**BRIEF**
Transcribe the data below verbatim from the line with "use std::collections::HashMap;" to the line with "use super::types::MicroEvent;". Include both of those lines.

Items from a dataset
----------------------------------------

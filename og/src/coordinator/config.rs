//! Coordinator configuration

use serde::{Deserialize, Serialize};
use std::time::Duration;
use tracing::debug;

use crate::device::FocusTarget;

/// Gesture registered when the coordinator starts
#[derive(Debug, Clone, PartialEq, Eq, Serialize, Deserialize)]
pub struct GestureSpec {
    pub name: String,
    pub keypoints: Vec<i32>,
}

impl GestureSpec {
    pub fn new(name: impl Into<String>, keypoints: &[i32]) -> Self {
        Self {
            name: name.into(),
            keypoints: keypoints.to_vec(),
        }
    }
}

/// Coordinator configuration
#[derive(Debug, Clone, PartialEq, Serialize, Deserialize)]
pub struct CoordinatorConfig {
    /// Module name the coordinator registers its event handler under
    #[serde(default = "default_name")]
    pub name: String,

    /// Handler method named in event subscriptions
    #[serde(rename = "event-method", default = "default_event_method")]
    pub event_method: String,

    /// Tracker frame rate
    #[serde(rename = "tracker-fps", default = "default_tracker_fps")]
    pub tracker_fps: u32,

    /// Camera used at startup (0 top, 1 bottom)
    #[serde(rename = "default-camera", default = "default_camera")]
    pub default_camera: i32,

    /// Object the head follows once tracking starts
    #[serde(rename = "focus-target", default = "default_focus_target")]
    pub focus_target: FocusTarget,

    /// Body part stiffened at startup
    #[serde(rename = "stiffness-part", default = "default_stiffness_part")]
    pub stiffness_part: String,

    #[serde(default = "default_stiffness")]
    pub stiffness: f32,

    /// Upper bound on any single remote call
    #[serde(rename = "call-timeout-ms", default = "default_call_timeout_ms")]
    pub call_timeout_ms: u64,

    /// Decoded detections buffered per local subscriber
    #[serde(rename = "detection-buffer", default = "default_detection_buffer")]
    pub detection_buffer: usize,

    /// Gestures registered at startup and removed on unload
    #[serde(default = "default_gestures")]
    pub gestures: Vec<GestureSpec>,
}

fn default_name() -> String {
    debug!("default_name: called");
    "ObjectTracker".to_string()
}

fn default_event_method() -> String {
    debug!("default_event_method: called");
    "onObjGet".to_string()
}

fn default_tracker_fps() -> u32 {
    debug!("default_tracker_fps: called");
    15
}

fn default_camera() -> i32 {
    debug!("default_camera: called");
    0
}

fn default_focus_target() -> FocusTarget {
    debug!("default_focus_target: called");
    FocusTarget::Any
}

fn default_stiffness_part() -> String {
    debug!("default_stiffness_part: called");
    "Head".to_string()
}

fn default_stiffness() -> f32 {
    debug!("default_stiffness: called");
    1.0
}

fn default_call_timeout_ms() -> u64 {
    debug!("default_call_timeout_ms: called");
    5000
}

fn default_detection_buffer() -> usize {
    debug!("default_detection_buffer: called");
    256
}

fn default_gestures() -> Vec<GestureSpec> {
    debug!("default_gestures: called");
    vec![
        GestureSpec::new("Drink", &[2, 6]),
        GestureSpec::new("FrogL", &[1, 0, 7]),
        GestureSpec::new("FrogR", &[3, 4, 5]),
    ]
}

impl Default for CoordinatorConfig {
    fn default() -> Self {
        debug!("CoordinatorConfig::default: called");
        Self {
            name: default_name(),
            event_method: default_event_method(),
            tracker_fps: default_tracker_fps(),
            default_camera: default_camera(),
            focus_target: default_focus_target(),
            stiffness_part: default_stiffness_part(),
            stiffness: default_stiffness(),
            call_timeout_ms: default_call_timeout_ms(),
            detection_buffer: default_detection_buffer(),
            gestures: default_gestures(),
        }
    }
}

impl CoordinatorConfig {
    /// Get the remote call timeout as a Duration
    pub fn call_timeout(&self) -> Duration {
        debug!(call_timeout_ms = %self.call_timeout_ms, "CoordinatorConfig::call_timeout: called");
        Duration::from_millis(self.call_timeout_ms)
    }
}
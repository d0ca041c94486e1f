//! objectgesture - event-driven coordinator over robot tracking capabilities
//!
//! A [`DeviceCoordinator`] acquires speech, motion, object/gesture tracking
//! and event-bus capabilities from a [`Broker`], registers gestures, loads
//! datasets as trackable object kinds, and decodes the micro-events the
//! tracker raises for those kinds into [`Detection`] values.
//!
//! # Modules
//!
//! - [`coordinator`] - The coordinator, its registries and payload decoding
//! - [`device`] - Capability traits, the broker and the in-process device
//! - [`config`] - Configuration types and loading
//! - [`cli`] - Command-line interface

pub mod cli;
pub mod config;
pub mod coordinator;
pub mod device;

// Re-export commonly used types
pub use config::Config;
pub use coordinator::{
    CoordinatorConfig, CoordinatorError, CoordinatorState, Detection, DeviceCoordinator, KindDetection, UnloadReport,
};
pub use device::{Broker, DeviceError, LocalDevice, ModuleRegistry};
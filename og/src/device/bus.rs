//! Local micro-event bus
//!
//! Subscriptions map an event key to a (module, method) pair. Raised events
//! are queued and delivered by an [`EventDispatcher`] task, so handlers always
//! run on the bus's delivery task rather than on the raiser's.

use std::collections::HashMap;
use std::sync::{Arc, PoisonError, RwLock};

use async_trait::async_trait;
use serde_json::Value;
use tokio::sync::mpsc;
use tracing::{debug, info, warn};

use super::broker::ModuleRegistry;
use super::error::DeviceError;
use super::traits::EventBus;
use super::types::MicroEvent;

/// Default number of queued deliveries before new events are dropped
pub const DEFAULT_QUEUE_CAPACITY: usize = 1024;

#[derive(Debug, Clone)]
struct Subscription {
    handler: String,
    method: String,
}

/// Event routed to a module method
#[derive(Debug)]
struct Delivery {
    handler: String,
    method: String,
    event: MicroEvent,
}

/// In-process event bus
pub struct LocalEventBus {
    modules: Arc<ModuleRegistry>,
    subscriptions: RwLock<HashMap<String, Subscription>>,
    tx: mpsc::Sender<Delivery>,
}

impl LocalEventBus {
    /// Create a bus and the dispatcher that delivers its events
    ///
    /// The dispatcher must be spawned (`tokio::spawn(dispatcher.run())`) for
    /// handlers to be called.
    pub fn new(modules: Arc<ModuleRegistry>, capacity: usize) -> (Self, EventDispatcher) {
        debug!(capacity, "LocalEventBus::new: called");
        // A zero-sized channel would panic; keep room for one event.
        let (tx, rx) = mpsc::channel(capacity.max(1));
        let bus = Self {
            modules: modules.clone(),
            subscriptions: RwLock::new(HashMap::new()),
            tx,
        };
        (bus, EventDispatcher { rx, modules })
    }

    /// Raise an event
    ///
    /// Returns false if nobody subscribed to `key` or the delivery queue is
    /// full. Never blocks.
    pub fn raise(&self, key: &str, value: Vec<Value>, message: Value) -> bool {
        let subscription = {
            let subscriptions = self.subscriptions.read().unwrap_or_else(PoisonError::into_inner);
            subscriptions.get(key).cloned()
        };
        let Some(subscription) = subscription else {
            debug!(%key, "LocalEventBus::raise: no subscriber");
            return false;
        };

        let delivery = Delivery {
            handler: subscription.handler,
            method: subscription.method,
            event: MicroEvent::new(key, value, message),
        };
        match self.tx.try_send(delivery) {
            Ok(()) => true,
            Err(e) => {
                warn!(%key, "Dropping micro-event: {}", e);
                false
            }
        }
    }

    /// Drop the subscription for `key`; returns false if there was none
    pub fn remove_subscription(&self, key: &str) -> bool {
        let mut subscriptions = self.subscriptions.write().unwrap_or_else(PoisonError::into_inner);
        subscriptions.remove(key).is_some()
    }

    pub fn is_subscribed(&self, key: &str) -> bool {
        let subscriptions = self.subscriptions.read().unwrap_or_else(PoisonError::into_inner);
        subscriptions.contains_key(key)
    }

    pub fn subscription_count(&self) -> usize {
        let subscriptions = self.subscriptions.read().unwrap_or_else(PoisonError::into_inner);
        subscriptions.len()
    }
}

#[async_trait]
impl EventBus for LocalEventBus {
    async fn subscribe(&self, key: &str, handler: &str, method: &str) -> Result<(), DeviceError> {
        debug!(%key, %handler, %method, "LocalEventBus::subscribe: called");
        if !self.modules.contains(handler) {
            return Err(DeviceError::UnknownModule {
                name: handler.to_string(),
            });
        }

        let mut subscriptions = self.subscriptions.write().unwrap_or_else(PoisonError::into_inner);
        let previous = subscriptions.insert(
            key.to_string(),
            Subscription {
                handler: handler.to_string(),
                method: method.to_string(),
            },
        );
        if previous.is_some() {
            debug!(%key, "LocalEventBus::subscribe: replaced existing subscription");
        }
        Ok(())
    }

    async fn unsubscribe(&self, key: &str) -> Result<(), DeviceError> {
        debug!(%key, "LocalEventBus::unsubscribe: called");
        if self.remove_subscription(key) {
            Ok(())
        } else {
            Err(DeviceError::rejected(format!("no subscription for '{}'", key)))
        }
    }
}

/// Delivery task for a [`LocalEventBus`]
pub struct EventDispatcher {
    rx: mpsc::Receiver<Delivery>,
    modules: Arc<ModuleRegistry>,
}

impl EventDispatcher {
    /// Deliver events until the bus is dropped
    pub async fn run(mut self) {
        info!("Event dispatcher started");

        while let Some(delivery) = self.rx.recv().await {
            match self.modules.get(&delivery.handler) {
                Some(handler) => {
                    debug!(key = %delivery.event.key, handler = %delivery.handler, "Delivering micro-event");
                    handler.on_event(&delivery.method, delivery.event);
                }
                None => {
                    warn!(
                        key = %delivery.event.key,
                        handler = %delivery.handler,
                        "Handler module gone, dropping micro-event"
                    );
                }
            }
        }

        info!("Event dispatcher stopped");
    }
}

----------------------------------------

**ANSWER SPACE**
use std::collections::HashMap;
use std::sync::{Arc, PoisonError, RwLock};

use async_trait::async_trait;
use serde_json::Value;
use tokio::sync::mpsc;
use tracing::{debug, info, warn};

use super::broker::ModuleRegistry;
use super::error::DeviceError;
use super::traits::EventBus;
use super::types::MicroEvent;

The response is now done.